◆ HOW TO COMPLETE THIS TASK ◆
Every line of the entries that holds the word "bold" is to be copied.

•••

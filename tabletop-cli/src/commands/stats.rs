use owo_colors::OwoColorize;
use owo_colors::Stream::Stdout;
use tabletop_pipeline::{
    CollectionStats, EnrichmentCache, RATING_BUCKETS, assemble_collection, load_store,
};

use crate::cli_types::{CacheArgs, StoreArgs};
use crate::error::CliError;
use crate::settings::Settings;

use super::{pick, truncate_str};

/// Print statistics for the assembled collection.
pub(crate) fn run_stats(
    settings: &Settings,
    store: StoreArgs,
    cache: CacheArgs,
    top: usize,
) -> Result<(), CliError> {
    let store_path = pick(store.store, &settings.paths.store);
    let cache_path = pick(cache.cache, &settings.paths.cache);
    let images_dir = pick(cache.images, &settings.paths.images);

    let records = load_store(&store_path)?;
    let cache = EnrichmentCache::open(&cache_path, &images_dir)?;
    let games = assemble_collection(&records, &cache);
    let stats = CollectionStats::compute(&games, top);

    log::info!(
        "{}",
        "Collection Statistics".if_supports_color(Stdout, |t| t.bold())
    );
    log::info!("");
    log::info!("  Store rows:    {:>8}", records.len());
    log::info!("  Games:         {:>8}", stats.total);
    log::info!("  Base games:    {:>8}", stats.base_games);
    log::info!("  Expansions:    {:>8}", stats.expansions);
    log::info!("  Ranked:        {:>8}", stats.ranked);
    log::info!("  Unranked:      {:>8}", stats.unranked);

    if let (Some(best), Some(worst)) = (stats.best_rank, stats.worst_rank) {
        log::info!("");
        log::info!("  Best rank:     {:>8}", best);
        log::info!("  Worst rank:    {:>8}", worst);
        if let Some(mean) = stats.mean_rank {
            log::info!("  Mean rank:     {:>8.1}", mean);
        }
        if let Some(median) = stats.median_rank {
            log::info!("  Median rank:   {:>8.1}", median);
        }
    }

    if let Some(mean) = stats.mean_rating {
        log::info!("");
        log::info!("  Mean rating:   {:>8.2}", mean);
        for ((label, _), count) in RATING_BUCKETS.iter().zip(stats.rating_buckets) {
            log::info!("    {:<8} {:>6}", label, count);
        }
    }

    if !stats.top_ranked.is_empty() {
        log::info!("");
        log::info!("{}", "  Top ranked".if_supports_color(Stdout, |t| t.bold()));
        for (rank, name) in &stats.top_ranked {
            log::info!(
                "    {:>6}  {}",
                format!("#{rank}").if_supports_color(Stdout, |t| t.cyan()),
                truncate_str(name, 60)
            );
        }
    }
    Ok(())
}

•••

◆ RESPONSE TO THE EXERCISE ◆
        "Collection Statistics".if_supports_color(Stdout, |t| t.bold())
        log::info!("{}", "  Top ranked".if_supports_color(Stdout, |t| t.bold()));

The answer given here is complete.